Quand on lui demande ce qu’il a préféré, Stevenson Savart répond immédiatement : « avoir représenté mon pays face aux meilleures nations et avoir pu vivre ça pour la première fois avec la team Haïti au complet. »

« Pour moi cette première rencontre avec Théo Mallet (Ndlr : le second fondeur haïtien) était magique. Ils ont une histoire similaire et se sont retrouvés comme s’ils se connaissaient depuis toujours », ajoute son entraîneur Florian Panier.

« Il fallait qu’ils profitent du moment, c’est une première »

« Les premiers articles avant la compétition nous ont fait connaître mais sur place, les médias et les autres équipes découvraient un grand black qui fait du ski donc forcément ça interpellait. J’ai senti beaucoup de bienveillance et de respect, c’était magique », commente Stevenson Savart qui répond présent sur les skis. En se classant 4e des qualifications pour l’individuel hommes, le skieur de Métabief a pu disputer le 10 kilomètres skate, le 1er mars.
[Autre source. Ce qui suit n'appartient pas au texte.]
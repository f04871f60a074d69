// SQLステートメント分割
//
// SQL文字列をセミコロン区切りで個別のステートメント単位に分割します。
// シングルクォート、ダブルクォート、PostgreSQLドル引用符、コメント、
// 括弧内のセミコロンはステートメント区切りとして扱いません。
// 各ステートメントには直前のコメント行（空行を挟まないもの）を付与し、
// トップレベルの BEGIN; / COMMIT; はマーカーとして取り除きます。

use crate::core::statement::StatementUnit;
use crate::services::sql_lexer::{
    tokenize, trim_trailing_comments, CharClass, SqlScanner, TokenKind,
};
use tracing::debug;

/// トランザクション制御マーカー
#[derive(Debug, Clone, Copy, PartialEq, Eq)]
enum TransactionMarker {
    Begin,
    Commit,
}

/// コメントと本体に分けた切り出し直後のステートメント
#[derive(Debug)]
struct RawStatement {
    leading_comment: Vec<String>,
    body: String,
}

/// SQL文字列をステートメント単位に分割
///
/// # Arguments
///
/// * `sql` - 分割するSQL文字列
///
/// # Returns
///
/// 入力順のステートメント単位。空行やコメントのみの部分は含まれません。
pub fn split_statements(sql: &str) -> Vec<StatementUnit> {
    let raw = split_raw_statements(sql);
    debug!(raw_statements = raw.len(), "Split SQL text");
    attach_transaction_markers(raw)
}

/// セミコロンで分割し、各チャンクをコメントと本体に分ける
fn split_raw_statements(sql: &str) -> Vec<RawStatement> {
    let mut statements = Vec::new();
    let mut chunk_start = 0;

    for step in SqlScanner::new(sql) {
        if step.is_top_level(';') {
            if let Some(statement) = separate_leading_comment(&sql[chunk_start..step.start]) {
                statements.push(statement);
            }
            chunk_start = step.end;
        }
    }

    // 末尾のセミコロンなしステートメント（閉じられていないクォート・括弧を含む場合も残りをまとめて扱う）
    if let Some(statement) = separate_leading_comment(&sql[chunk_start..]) {
        statements.push(statement);
    }

    statements
}

/// チャンクを先頭コメントブロックと本体に分ける
///
/// 本体の直前に空行を挟まずに続く `--` コメント行のみを先頭コメントとして保持します。
/// 空行で切り離されたコメントブロックや、本体の後ろに残るコメントのみの行は捨てます。
/// 本体にSQLトークンが含まれない場合は None を返します。
fn separate_leading_comment(chunk: &str) -> Option<RawStatement> {
    let lines: Vec<&str> = chunk.lines().collect();
    let mut leading_comment = Vec::new();
    let mut body_start = None;

    for (index, line) in lines.iter().enumerate() {
        let trimmed = line.trim();
        if trimmed.is_empty() {
            leading_comment.clear();
        } else if trimmed.starts_with("--") {
            leading_comment.push(trimmed.to_string());
        } else {
            body_start = Some(index);
            break;
        }
    }

    let body = normalize_body(&lines[body_start?..].join("\n"));
    if tokenize(&body).is_empty() {
        return None;
    }

    Some(RawStatement {
        leading_comment,
        body,
    })
}

/// 本体の空白を正規化
///
/// 末尾のコメント・空白はスキャナーの分類で判定して取り除きます。
/// 行末の空白は、改行がリテラルの外にある行でのみ除去します。
fn normalize_body(raw: &str) -> String {
    let raw = trim_trailing_comments(raw);
    let mut body = String::with_capacity(raw.len());

    for step in SqlScanner::new(raw) {
        if step.ch == '\n' && matches!(step.class, CharClass::Code | CharClass::Comment) {
            let kept = body.trim_end_matches([' ', '\t', '\r']).len();
            body.truncate(kept);
        }
        body.push_str(&raw[step.start..step.end]);
    }

    body.trim().to_string()
}

/// トップレベルのトランザクション制御文を判定
fn transaction_marker(body: &str) -> Option<TransactionMarker> {
    let tokens = tokenize(body);
    if tokens.iter().any(|t| t.kind != TokenKind::Word) {
        return None;
    }
    let words: Vec<String> = tokens.iter().map(|t| t.text.to_ascii_uppercase()).collect();
    let words: Vec<&str> = words.iter().map(String::as_str).collect();

    match words.as_slice() {
        ["BEGIN"] | ["BEGIN", "TRANSACTION"] | ["BEGIN", "WORK"] | ["START", "TRANSACTION"] => {
            Some(TransactionMarker::Begin)
        }
        ["COMMIT"] | ["COMMIT", "TRANSACTION"] | ["COMMIT", "WORK"] | ["END"]
        | ["END", "TRANSACTION"] => Some(TransactionMarker::Commit),
        _ => None,
    }
}

/// BEGIN; / COMMIT; マーカーを取り除き、囲まれていた単位に印を付ける
///
/// BEGIN の先頭コメントは直後のステートメントに引き継ぎます。
/// 対応する COMMIT がない BEGIN や、単独の COMMIT も取り除きます
/// （トランザクションの付与は出力時にステートメントごとに行うため）。
fn attach_transaction_markers(raw: Vec<RawStatement>) -> Vec<StatementUnit> {
    // 先に BEGIN〜COMMIT の範囲を確定させ、単位は一度だけ作成する
    let mut wrapped = vec![false; raw.len()];
    let mut open_begin: Option<usize> = None;
    for (index, statement) in raw.iter().enumerate() {
        match transaction_marker(&statement.body) {
            Some(TransactionMarker::Begin) => {
                if open_begin.is_none() {
                    open_begin = Some(index);
                }
            }
            Some(TransactionMarker::Commit) => {
                if let Some(begin) = open_begin.take() {
                    wrapped[begin..index].iter_mut().for_each(|w| *w = true);
                }
            }
            None => {}
        }
    }

    let mut units = Vec::new();
    let mut carried_comment: Vec<String> = Vec::new();
    for (statement, already_wrapped) in raw.into_iter().zip(wrapped) {
        match transaction_marker(&statement.body) {
            Some(TransactionMarker::Begin) => {
                carried_comment.extend(statement.leading_comment);
            }
            Some(TransactionMarker::Commit) => {}
            None => {
                let mut leading_comment = std::mem::take(&mut carried_comment);
                leading_comment.extend(statement.leading_comment);
                units.push(if already_wrapped {
                    StatementUnit::wrapped(leading_comment, statement.body)
                } else {
                    StatementUnit::new(leading_comment, statement.body)
                });
            }
        }
    }

    units
}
Florian Panier et Stevenson Savart, de retour au lycée professionnel Toussaint Louverture

En partant en dernière position (100e), Stevenson Savart termine à la 91e place au terme d’une course usante. « Avec 4 courses en 7 jours, il était carbo à la fin. S’il avait réalisé le même temps que lors des qualifications, il terminait entre la 60e et 65e place. Le potentiel est là, la technique est bonne maintenant ce sont des petites choses à régler. », analyse Florian Panier, conscient de l’énorme découverte y compris pour lui. Le jeune coach national a pu visiter les infrastructures norvégiennes, pour apprendre des meilleurs.

« Par exemple, Stevenson a passé plus de deux heures en combinaison mouillée à attendre la fin de la course et répondre aux questions des médias. On en rigole parce qu’il fallait le vivre ainsi, c’était une première, mais c’est typiquement ce genre de détails sur lesquels les pros économisent de l’énergie. »

L’enjeu financier

Surtout, Stevenson Savart a vécu ce grand moment aux côtés de sa famille adoptive, venue en Slovénie pour l’occasion. « C’est beaucoup d’émotions. », confie timidement l’intéressé, ému. « Il a encore du mal à réaliser la responsabilité qu’il porte. Une chaîne TV haïtienne était sur place et 100 000 personnes ont vu son interview en direct. Il y a des messages, du soutien, des autographes à signer y compris dans le Haut-Doubs. Il faut que l’on continue sur cette médiatisation pour obtenir des subventions et poursuivre notre objectif. », poursuit Florian Panier. Depuis notre premier dossier, quelques entreprises locales et vosgiennes ont contacté l’équipe pour l’aider. Loin du monde professionnel (voir encadré), ces apports restent néanmoins essentiels.

De retour dans le Haut-Doubs, Stevenson Savart a repris l’entraînement sur les routes d’abord, faute de neige mais aussi en compagnie des élèves de la section sportive du Lycée Toussaint Louverture, premier partenaire de l’aventure. Deux étudiants et l’haïtien skiaient ensemble ce mercredi 8 mars sur la Nocturne des Mont de Joux, à Chaux Neuve, encadré par Florian Panier. « Il a mis des étoiles dans les yeux de pleins de gens, à lui de poursuivre son rêve ».

M.S

« 100 €, c’est 100 jours pour un Haïtien »

 

« On veut montrer aux haïtiens que vivre son rêve, c’est possible », explique Stevenson Savart. À côté de l’équipe norvégienne où chaque athlète dispose de 70 paires de skis, la team Haïti compte chaque euro pour concourir. « Avec la fatigue et le stress j’ai perdu la clé de notre local et en venant rendre celle de rechange, prêtée par l’organisation, on m’a expliqué qu’il y avait une caution de 100 € en cas de perte. Je comprends totalement, j’avais face à moi des gens qui respectaient les règles. J’étais d’accord pour donner 10 € de ma poche pour refaire l’objet perdu mais 100 €, ça représente un repas pour un Haïtien pendant 100 jours. Je voulais qu’ils saisissent l’importance d’une telle somme pour nous et le pays que nous représentons. Ils ont immédiatement compris et ont presque eu l’air gêné de nous avoir demandé ça », raconte Florian Panier. Il y a des enjeux qui dépassent largement le sport.